For FDOT, he is investigating automated monitoring of takeoff, landings and other airport operations. Staff in air traffic control towers collect operations data, but only nine of Florida’s 129 public-use airports have full-time staff working in a tower. Accurate operations data are critical for informing airport master plans, schedules, staffing and funding decisions. Yoshigoe’s work assesses technology-based solutions, guided by a self-developed ranking followed by actual system evaluation. FDOT will draw on his findings to update its 2018 Operations Counting on Non-Towered Airports Assessment.
Yoshigoe’s FAA-funded research evaluates technologies that could help air traffic controllers track spacecraft and drones as well as aircraft. This effort supports the FAA vision for an Info-Centric National Airspace System.
As a professor in the department of Electrical Engineering and Computer Science, Yoshigoe draws on experience that includes oversight of a National Science Foundation-funded supercomputer center and the development of wireless sensor networks to support the Internet of Things. This expertise is an asset to the development of solutions across the aviation and aerospace ecosystem that the Center for Aerospace Resilience is undertaking.
Aviation poses new challenges to Yoshigoe, who has no background in the field. However, he sees his fresh perspective as a blank slate that can lead to new ways of thinking.
“You can’t just look at technologies in the aviation domain,” he says. “You need to look around for some solution that is a best-use case, maybe in a totally different field. You could get some hints about an approach to your problem that no one else has imagined.”
Barbara Holder: Tracking the Minds of Pilots
How do pilots think? How can understanding their thinking help us develop safer and more efficient aviation systems and procedures? Holder is finding out, with nine patents and multiple scholarly publications advancing the study of human factors in aviation.
She will apply this growing body of knowledge in her new role as chief scientist and associate director of the Center for Aviation and Aerospace Safety. In addition to being second-in-command at the center, she is an associate professor in the College of Aviation in Daytona Beach.
Holder knows a little about how pilots think firsthand. She is a pilot herself. She has observed military, commercial and transport pilots on the job to determine how they use, understand and interact with technologies on the flight deck.

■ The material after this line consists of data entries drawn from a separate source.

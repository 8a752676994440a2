//! Probe discovery and classification.

pub mod bridge;
pub mod catalog;
pub mod cmsisdap;
#[cfg(any(test, feature = "test"))]
pub mod fake_usb;
pub mod list;
pub mod registry;
pub mod selector;
pub mod serial;
pub mod source;
pub mod usb;

use std::fmt;

use serde::Serialize;

use self::registry::RegistryError;

/// Serial number reported for probes whose serial could not be read.
pub const UNKNOWN_SERIAL: &str = "Unknown";

/// Maximum length in bytes of any descriptor text kept in a [`ProbeRecord`].
pub const MAX_DESCRIPTOR_LEN: usize = 64;

/// The kind of debug probe a device was classified as.
#[derive(Debug, Clone, Copy, PartialEq, Eq, Hash, Serialize)]
#[serde(rename_all = "kebab-case")]
pub enum ProbeType {
    /// Black Magic Probe, the native probe.
    BlackMagic,
    /// ST-Link V2 and V3 family.
    StLink,
    /// Segger J-Link.
    JLink,
    /// FTDI based USB serial bridge.
    Ftdi,
    /// Any adaptor advertising CMSIS-DAP in an interface string.
    CmsisDap,
}

impl fmt::Display for ProbeType {
    fn fmt(&self, f: &mut fmt::Formatter<'_>) -> fmt::Result {
        f.write_str(match self {
            ProbeType::BlackMagic => "Black Magic Probe",
            ProbeType::StLink => "ST-Link",
            ProbeType::JLink => "J-Link",
            ProbeType::Ftdi => "FTDI",
            ProbeType::CmsisDap => "CMSIS-DAP",
        })
    }
}

/// How the serial number of a classified device is obtained.
#[derive(Debug, Clone, Copy, PartialEq, Eq)]
pub enum SerialPolicy {
    /// Read the serial number string descriptor from the device.
    ReadFromDevice,
    /// Never touch the device, always report [`UNKNOWN_SERIAL`].
    ///
    /// Used for models whose serial number descriptor is garbage.
    Placeholder,
}

/// The outcome of classifying a device, before its serial number is known.
#[derive(Debug, Clone, PartialEq, Eq)]
pub struct Classification {
    /// Kind of probe.
    pub probe_type: ProbeType,
    /// Label shown to the user.
    pub label: String,
    /// How to obtain the serial number.
    pub serial_policy: SerialPolicy,
}

/// A discovered and classified debug probe.
#[derive(Clone, PartialEq, Eq, Serialize)]
pub struct ProbeRecord {
    /// Kind of probe.
    pub probe_type: ProbeType,
    /// Human readable probe type, either from the catalog or from the
    /// interface string that carried the CMSIS-DAP marker.
    pub label: String,
    /// Serial number, [`UNKNOWN_SERIAL`] if it could not be determined.
    pub serial: String,
    /// USB vendor id.
    pub vendor_id: u16,
    /// USB product id.
    pub product_id: u16,
}

impl ProbeRecord {
    /// Creates a new record.
    ///
    /// Label and serial are truncated to [`MAX_DESCRIPTOR_LEN`] bytes, and an
    /// empty serial is replaced by [`UNKNOWN_SERIAL`].
    pub fn new(
        probe_type: ProbeType,
        label: impl Into<String>,
        serial: impl Into<String>,
        vendor_id: u16,
        product_id: u16,
    ) -> Self {
        let serial = bounded(serial.into());

        Self {
            probe_type,
            label: bounded(label.into()),
            serial: if serial.is_empty() {
                UNKNOWN_SERIAL.to_owned()
            } else {
                serial
            },
            vendor_id,
            product_id,
        }
    }

    /// Returns true if no serial number is known for this probe.
    pub fn has_unknown_serial(&self) -> bool {
        self.serial == UNKNOWN_SERIAL
    }
}

impl fmt::Debug for ProbeRecord {
    fn fmt(&self, f: &mut fmt::Formatter) -> fmt::Result {
        write!(
            f,
            "{} (VID: {:04x}, PID: {:04x}, Serial: {}, {:?})",
            self.label, self.vendor_id, self.product_id, self.serial, self.probe_type
        )
    }
}

impl fmt::Display for ProbeRecord {
    fn fmt(&self, f: &mut fmt::Formatter) -> fmt::Result {
        write!(
            f,
            "{} -- {:04x}:{:04x}:{} ({})",
            self.label, self.vendor_id, self.product_id, self.serial, self.probe_type
        )
    }
}

/// Truncates descriptor text to at most [`MAX_DESCRIPTOR_LEN`] bytes.
///
/// The cut is made at a character boundary, so the result may be shorter.
pub(crate) fn bounded(mut text: String) -> String {
    if text.len() > MAX_DESCRIPTOR_LEN {
        let mut end = MAX_DESCRIPTOR_LEN;
        while !text.is_char_boundary(end) {
            end -= 1;
        }
        text.truncate(end);
    }
    text
}

/// An error which aborts a whole scan.
#[derive(thiserror::Error, Debug, docsplay::Display)]
pub enum ScanError {
    /// Failed to enumerate USB devices.
    Enumerate(#[source] rusb::Error),

    /// Failed to read the device descriptor of the USB device at {location}.
    DeviceDescriptor {
        /// Bus location of the device.
        location: String,
        /// The underlying USB error.
        #[source]
        source: rusb::Error,
    },

    /// Could not record the probe.
    Registry(#[from] RegistryError),
}

#[cfg(test)]
mod test {
    use super::*;

    #[test]
    fn empty_serial_becomes_placeholder() {
        let record = ProbeRecord::new(ProbeType::JLink, "Segger JLink", "", 0x1366, 0x0101);

        assert_eq!(record.serial, UNKNOWN_SERIAL);
        assert!(record.has_unknown_serial());
    }

    #[test]
    fn long_text_is_truncated() {
        let record = ProbeRecord::new(ProbeType::CmsisDap, "X".repeat(100), "7".repeat(65), 1, 2);

        assert_eq!(record.label.len(), MAX_DESCRIPTOR_LEN);
        assert_eq!(record.serial.len(), MAX_DESCRIPTOR_LEN);
    }

    #[test]
    fn truncation_respects_char_boundaries() {
        // 63 ASCII bytes followed by a two byte character straddling the limit.
        let text = format!("{}é", "a".repeat(63));

        let cut = bounded(text);

        assert_eq!(cut.len(), 63);
        assert!(cut.chars().all(|c| c == 'a'));
    }

    #[test]
    fn debug_output() {
        let record = ProbeRecord::new(ProbeType::StLink, "STLink V3", "0042", 0x0483, 0x374f);

        assert_eq!(
            format!("{record:?}"),
            "STLink V3 (VID: 0483, PID: 374f, Serial: 0042, StLink)"
        );
    }
}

This technique – cognitive ethnography – captures the thought processes behind flying and yields insights that improve flight training and support to pilots. For example, Holder guided the design of 787 flight deck systems and redesigned the Boeing Quick Reference Handbook manual that pilots use to respond to emergency and non-normal events.
While serving as a fellow in advanced technology at Honeywell Aerospace, Holder studied human-machine issues across a range of aircraft. She also spent 15 years with The Boeing Company as an associate technical fellow and lead scientist of the Flight Deck Concept Center.
At NASA Ames Research Center, her post-doctoral research focused on how pilots understand the auto-flight system of the Airbus A320 while flying the line.
Holder is chair of the FAA’s Human Factors Subcommittee to the Research, Engineering and Development Advisory Committee and its Air Carrier Training Aviation Rulemaking Committee’s Flight Path Management Working Group. She is also a fellow of the Royal Aeronautical Society.
Describing herself as “a researcher of real-world cognition in complex sociotechnical systems,” her big-picture goal is to create a university-wide research center that explores the relationships between people and technology.